I don't know what to tell you on the case thing. Usually I see them as part of an occasional "case-lot sale," as held at certain groceries or military commissaries. I guess if none of your local grocery stores ever do this, you could look into warehouse stores like Sam's Club or Costco.

And how did you know about the Eyebrow noise???

chosha said... [reply]

I'm a big fan of provident living. My dad used to mock the whole process of food storage (I was still living at home when I first got into it). He actually came into the kitchen one day when Mum was helping me bottle tomatoes and told her 'I see you've caught her madness'. And then he was unemployed for four months and suddenly food storage was the most sensible hobby I could have chosen. :)

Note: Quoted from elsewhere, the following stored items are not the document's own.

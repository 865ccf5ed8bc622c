//! Audio ingest: WAV decoding with a codec fallback.
//!
//! The pipeline operates on 16kHz mono f32. Recordings arrive as WAV in
//! the common case; anything else (or a WAV at the wrong rate) gets one
//! re-encode attempt through the external `ffmpeg` tool before the
//! session is failed with a decode error.

use std::path::{Path, PathBuf};
use thiserror::Error;
use tokio::process::Command;
use tracing::{debug, info, warn};

use crate::session::SAMPLE_RATE;

/// Errors that can occur while decoding session audio
#[derive(Debug, Error)]
pub enum AudioDecodeError {
    #[error("Audio file not found: {0}")]
    NotFound(PathBuf),

    #[error("Failed to decode audio: {0}")]
    Decode(String),

    #[error("Unsupported sample rate {got} Hz (expected {expected} Hz)")]
    SampleRate { got: u32, expected: u32 },

    #[error("Codec fallback failed: {0}")]
    CodecFallback(String),

    #[error("I/O error: {0}")]
    Io(#[from] std::io::Error),
}

/// Decoded session audio: 16kHz mono samples in [-1, 1]
#[derive(Debug, Clone)]
pub struct DecodedAudio {
    pub samples: Vec<f32>,
    pub sample_rate: u32,
}

impl DecodedAudio {
    pub fn duration_ms(&self) -> u64 {
        (self.samples.len() as u64 * 1000) / self.sample_rate as u64
    }
}

/// Decode a WAV file to 16kHz mono f32.
///
/// Multi-channel input is downmixed by averaging. Returns
/// `SampleRate` if the container decodes but is not at 16kHz, so the
/// caller can route through the codec fallback.
pub fn decode_wav(path: &Path) -> Result<DecodedAudio, AudioDecodeError> {
    if !path.exists() {
        return Err(AudioDecodeError::NotFound(path.to_path_buf()));
    }

    let mut reader =
        hound::WavReader::open(path).map_err(|e| AudioDecodeError::Decode(e.to_string()))?;
    let spec = reader.spec();

    if spec.sample_rate != SAMPLE_RATE {
        return Err(AudioDecodeError::SampleRate {
            got: spec.sample_rate,
            expected: SAMPLE_RATE,
        });
    }

    let channels = spec.channels as usize;
    let interleaved: Vec<f32> = match spec.sample_format {
        hound::SampleFormat::Float => reader
            .samples::<f32>()
            .collect::<Result<_, _>>()
            .map_err(|e| AudioDecodeError::Decode(e.to_string()))?,
        hound::SampleFormat::Int => {
            let max = (1i64 << (spec.bits_per_sample - 1)) as f32;
            reader
                .samples::<i32>()
                .map(|s| s.map(|v| v as f32 / max))
                .collect::<Result<_, _>>()
                .map_err(|e| AudioDecodeError::Decode(e.to_string()))?
        }
    };

    let samples = if channels <= 1 {
        interleaved
    } else {
        interleaved
            .chunks_exact(channels)
            .map(|frame| frame.iter().sum::<f32>() / channels as f32)
            .collect()
    };

    debug!(
        "Decoded {:?}: {} samples ({} ms), {} channel(s)",
        path,
        samples.len(),
        samples.len() as u64 * 1000 / SAMPLE_RATE as u64,
        channels
    );

    Ok(DecodedAudio {
        samples,
        sample_rate: SAMPLE_RATE,
    })
}

/// Re-encode an arbitrary container to 16kHz mono WAV via ffmpeg.
///
/// Writes into a temp dir owned by the caller so intermediate files are
/// cleaned up with it.
pub async fn reencode_via_ffmpeg(input: &Path, work_dir: &Path) -> Result<PathBuf, AudioDecodeError> {
    let output = work_dir.join("reencoded.wav");

    info!("Re-encoding {:?} via ffmpeg", input);

    let result = Command::new("ffmpeg")
        .arg("-y")
        .arg("-i")
        .arg(input)
        .args(["-ac", "1", "-ar"])
        .arg(SAMPLE_RATE.to_string())
        .args(["-f", "wav"])
        .arg(&output)
        .output()
        .await
        .map_err(|e| AudioDecodeError::CodecFallback(format!("failed to spawn ffmpeg: {}", e)))?;

    if !result.status.success() {
        let stderr = String::from_utf8_lossy(&result.stderr);
        // Last lines carry the actual failure; the banner does not
        let tail: String = stderr
            .lines()
            .rev()
            .take(4)
            .collect::<Vec<_>>()
            .into_iter()
            .rev()
            .collect::<Vec<_>>()
            .join("\n");
        return Err(AudioDecodeError::CodecFallback(format!(
            "ffmpeg exited with {}: {}",
            result.status, tail
        )));
    }

    Ok(output)
}

/// Load session audio, falling back to one ffmpeg re-encode for foreign
/// containers or sample rates.
pub async fn load_session_audio(path: &Path) -> Result<DecodedAudio, AudioDecodeError> {
    if !path.exists() {
        return Err(AudioDecodeError::NotFound(path.to_path_buf()));
    }

    let native = {
        let path = path.to_path_buf();
        tokio::task::spawn_blocking(move || decode_wav(&path))
            .await
            .map_err(|e| AudioDecodeError::Decode(format!("decode task panicked: {}", e)))?
    };

    match native {
        Ok(audio) => Ok(audio),
        Err(AudioDecodeError::NotFound(p)) => Err(AudioDecodeError::NotFound(p)),
        Err(first_err) => {
            warn!("Native decode failed ({}), trying codec fallback", first_err);
            let work_dir = tempfile::tempdir()?;
            let reencoded = reencode_via_ffmpeg(path, work_dir.path()).await?;
            let decoded = tokio::task::spawn_blocking(move || decode_wav(&reencoded))
                .await
                .map_err(|e| AudioDecodeError::Decode(format!("decode task panicked: {}", e)))?
                .map_err(|e| {
                    AudioDecodeError::CodecFallback(format!(
                        "re-encoded file still undecodable: {}",
                        e
                    ))
                })?;
            info!("Codec fallback succeeded for {:?}", path);
            Ok(decoded)
        }
    }
}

By the way, whole wheat can be a bit much for the body if you don't normally have it (no idea if you do). Actually I used to store rice mostly because my mother can't tolerate whole wheat. But if you like it and want to use it regularly, I recommend putting half a cup of cooked wheat (it's pretty filling) into a bowl of soup (tomato = especially yummy) once in a while. You have to soak it for a day or so beforehand, then you can cook it the same as rice. It's also an extremely cheap option. Some people like to break/mince it first, but I like the chewy grains in my soup.